Task data
use super::*;
use axum::{
    extract::Query,
    http::StatusCode,
    routing::{get, post},
    Json, Router,
};
use chrono::Utc;
use futures::StreamExt;
use shared::domain::{ChannelId, ChannelKind, Reactions};
use std::time::Duration;
use tokio::net::TcpListener;

use crate::{bus::RealtimeBus, error::SyncError};

fn sample_message(id: i64, scope: MessageScope) -> Message {
    let now = Utc::now();
    Message {
        id: MessageId(id),
        scope,
        sender_id: UserId(1),
        content: "hello".into(),
        created_at: now,
        updated_at: now,
        is_deleted: false,
        is_edited: false,
        edited_at: None,
        parent_message_id: None,
        reactions: Reactions::new(),
    }
}

async fn spawn_fake_server() -> String {
    async fn send(Json(req): Json<SendMessageRequest>) -> (StatusCode, Json<serde_json::Value>) {
        if req.user_id == UserId(99) {
            return (
                StatusCode::FORBIDDEN,
                Json(serde_json::json!({ "code": "forbidden", "message": "not a member" })),
            );
        }
        let message = sample_message(41, req.scope);
        (
            StatusCode::OK,
            Json(serde_json::to_value(message).expect("json")),
        )
    }

    async fn page(Query(query): Query<ListMessagesQuery>) -> Json<Vec<Message>> {
        assert_eq!(query.limit, Some(2));
        assert_eq!(query.offset, Some(4));
        Json(vec![sample_message(7, query.scope)])
    }

    async fn insert_thread(Json(req): Json<InsertThreadRequest>) -> Json<ThreadInsert> {
        assert!(req.user_ids[0] <= req.user_ids[1]);
        Json(ThreadInsert::Existing(ThreadId(12)))
    }

    async fn unavailable() -> StatusCode {
        StatusCode::SERVICE_UNAVAILABLE
    }

    let listener = TcpListener::bind("127.0.0.1:0").await.expect("bind");
    let addr = listener.local_addr().expect("addr");
    let app = Router::new()
        .route("/messages", post(send).get(page))
        .route("/dms/threads", post(insert_thread))
        .route("/dms/participants/:user_id/threads", get(unavailable));
    tokio::spawn(async move {
        let _ = axum::serve(listener, app).await;
    });
    format!("http://{addr}")
}

#[tokio::test]
async fn http_persistence_decodes_success_bodies() {
    let base = spawn_fake_server().await;
    let persistence = HttpPersistence::new(base);
    let scope = MessageScope::Channel(ChannelId(3));

    let message = persistence
        .insert_message(UserId(1), scope, "hello", None)
        .await
        .expect("insert");
    assert_eq!(message.id, MessageId(41));
    assert_eq!(message.scope, scope);

    let page = persistence
        .query_messages(UserId(1), scope, 2, 4)
        .await
        .expect("page");
    assert_eq!(page.len(), 1);

    let outcome = persistence
        .insert_direct_thread(DirectPairKey::new(UserId(9), UserId(2)))
        .await
        .expect("thread");
    assert_eq!(outcome, ThreadInsert::Existing(ThreadId(12)));
}

#[tokio::test]
async fn http_errors_are_classified_by_code_or_status() {
    let base = spawn_fake_server().await;
    let persistence = HttpPersistence::new(base);

    let err = persistence
        .insert_message(UserId(99), MessageScope::Channel(ChannelId(3)), "hi", None)
        .await
        .expect_err("forbidden");
    assert!(matches!(
        SyncError::from_collaborator(err),
        SyncError::Authorization(message) if message == "not a member"
    ));

    let err = persistence
        .query_participant_threads(UserId(1))
        .await
        .expect_err("unavailable");
    assert!(matches!(
        SyncError::from_collaborator(err),
        SyncError::Transient(_)
    ));
}

#[tokio::test]
async fn embedded_backend_echoes_writes_on_the_scope_topic() {
    let storage = Storage::new("sqlite::memory:").await.expect("db");
    let user = storage.create_user("alice").await.expect("user");
    let server = storage.create_server("home", user).await.expect("server");
    let channel = storage
        .create_channel(server, "general", ChannelKind::Text)
        .await
        .expect("channel");
    let scope = MessageScope::Channel(channel);

    let hub = LocalHub::new();
    let backend = EmbeddedBackend::new(storage, Arc::clone(&hub));
    let bus = hub.connect();
    let mut changes = bus
        .subscribe_data(Topic::messages(scope))
        .await
        .expect("subscribe");

    let message = backend
        .insert_message(user, scope, "hello", None)
        .await
        .expect("insert");
    let echoed = tokio::time::timeout(Duration::from_secs(1), changes.next())
        .await
        .expect("echo in time")
        .expect("stream open");
    assert_eq!(echoed, DataChange::Insert(message.clone()));

    let err = backend
        .update_message(
            user,
            MessageId(404),
            MessageUpdate::SoftDelete {
                deleted_at: Utc::now(),
            },
        )
        .await
        .expect_err("missing");
    assert!(matches!(
        SyncError::from_collaborator(err),
        SyncError::NotFound(_)
    ));
}
use std::{sync::Arc, time::Duration};

use futures::StreamExt;
use shared::{
    domain::{MessageScope, UserId},
    protocol::Topic,
};
use tokio::task::JoinHandle;
use tracing::{debug, warn};

use crate::{
    bus::RealtimeBus,
    error::{SyncError, SyncResult},
    messages::MessageStore,
    persistence::MessagePersistence,
    typing::{TypingTracker, DEFAULT_TYPING_DEBOUNCE},
};

#[derive(Debug, Clone, Copy)]
pub struct ViewOptions {
    pub page_size: u32,
    pub typing_debounce: Duration,
}

impl Default for ViewOptions {
    fn default() -> Self {
        Self {
            page_size: 50,
            typing_debounce: DEFAULT_TYPING_DEBOUNCE,
        }
    }
}

/// An open channel or thread: its message store, its typing roster (channels
/// only) and the bus subscriptions feeding them. Closing or dropping the view
/// releases its own hold on those subscriptions; other views on the same bus
/// keep theirs, and the voice session is not touched.
pub struct ConversationView {
    scope: MessageScope,
    bus: Arc<dyn RealtimeBus>,
    messages: Arc<MessageStore>,
    typing: Option<Arc<TypingTracker>>,
    topics: Vec<Topic>,
    pumps: Vec<JoinHandle<()>>,
}

impl ConversationView {
    pub async fn open(
        me: UserId,
        scope: MessageScope,
        bus: Arc<dyn RealtimeBus>,
        persistence: Arc<dyn MessagePersistence>,
        options: ViewOptions,
    ) -> SyncResult<Self> {
        let messages = MessageStore::new(me, scope, persistence);
        let mut view = Self {
            scope,
            bus: Arc::clone(&bus),
            messages: Arc::clone(&messages),
            typing: None,
            topics: Vec::new(),
            pumps: Vec::new(),
        };

        // Subscribe before the first page so nothing falls in between.
        let data_topic = Topic::messages(scope);
        let mut changes = bus
            .subscribe_data(data_topic)
            .await
            .map_err(SyncError::from_collaborator)?;
        view.topics.push(data_topic);
        let store = Arc::clone(&messages);
        view.pumps.push(tokio::spawn(async move {
            while let Some(change) = changes.next().await {
                store.apply_remote_event(change).await;
            }
        }));

        if let MessageScope::Channel(channel_id) = scope {
            let tracker =
                TypingTracker::new(me, channel_id, Arc::clone(&bus), options.typing_debounce);
            let typing_topic = tracker.topic();
            let mut presence = bus
                .subscribe_presence(typing_topic)
                .await
                .map_err(SyncError::from_collaborator)?;
            view.topics.push(typing_topic);
            let roster = Arc::clone(&tracker);
            view.pumps.push(tokio::spawn(async move {
                while let Some(event) = presence.next().await {
                    roster.apply_presence(event).await;
                }
            }));
            view.typing = Some(tracker);
        }

        messages.load_initial(options.page_size, 0).await?;
        debug!(scope = %scope, "view: opened");
        Ok(view)
    }

    pub fn scope(&self) -> MessageScope {
        self.scope
    }

    pub fn messages(&self) -> &Arc<MessageStore> {
        &self.messages
    }

    pub fn typing(&self) -> Option<&Arc<TypingTracker>> {
        self.typing.as_ref()
    }

    pub async fn close(mut self) {
        if let Some(typing) = self.typing.take() {
            if let Err(err) = typing.stop_typing().await {
                warn!(scope = %self.scope, "view: failed to stop typing: {err}");
            }
        }
        for pump in self.pumps.drain(..) {
            pump.abort();
        }
        for topic in std::mem::take(&mut self.topics) {
            if let Err(err) = self.bus.unsubscribe(topic).await {
                warn!(%topic, "view: unsubscribe failed: {err:#}");
            }
        }
        debug!(scope = %self.scope, "view: closed");
    }
}

impl Drop for ConversationView {
    fn drop(&mut self) {
        for pump in self.pumps.drain(..) {
            pump.abort();
        }
        if self.topics.is_empty() && self.typing.is_none() {
            return;
        }
        let Ok(runtime) = tokio::runtime::Handle::try_current() else {
            return;
        };
        let bus = Arc::clone(&self.bus);
        let topics = std::mem::take(&mut self.topics);
        let typing = self.typing.take();
        runtime.spawn(async move {
            if let Some(typing) = typing {
                let _ = typing.stop_typing().await;
            }
            for topic in topics {
                let _ = bus.unsubscribe(topic).await;
            }
        });
    }
}

#[cfg(test)]
#[path = "tests/view_tests.rs"]
mod tests;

Requirement
Would you retype the lines above from the one with "StatusCode::SERVICE_UNAVAILABLE" down to the one with "assert_eq!(message.scope, scope);", word for word, both ends included and no other lines?

Output for this exercise
        StatusCode::SERVICE_UNAVAILABLE
    }

    let listener = TcpListener::bind("127.0.0.1:0").await.expect("bind");
    let addr = listener.local_addr().expect("addr");
    let app = Router::new()
        .route("/messages", post(send).get(page))
        .route("/dms/threads", post(insert_thread))
        .route("/dms/participants/:user_id/threads", get(unavailable));
    tokio::spawn(async move {
        let _ = axum::serve(listener, app).await;
    });
    format!("http://{addr}")
}

#[tokio::test]
async fn http_persistence_decodes_success_bodies() {
    let base = spawn_fake_server().await;
    let persistence = HttpPersistence::new(base);
    let scope = MessageScope::Channel(ChannelId(3));

    let message = persistence
        .insert_message(UserId(1), scope, "hello", None)
        .await
        .expect("insert");
    assert_eq!(message.id, MessageId(41));
    assert_eq!(message.scope, scope);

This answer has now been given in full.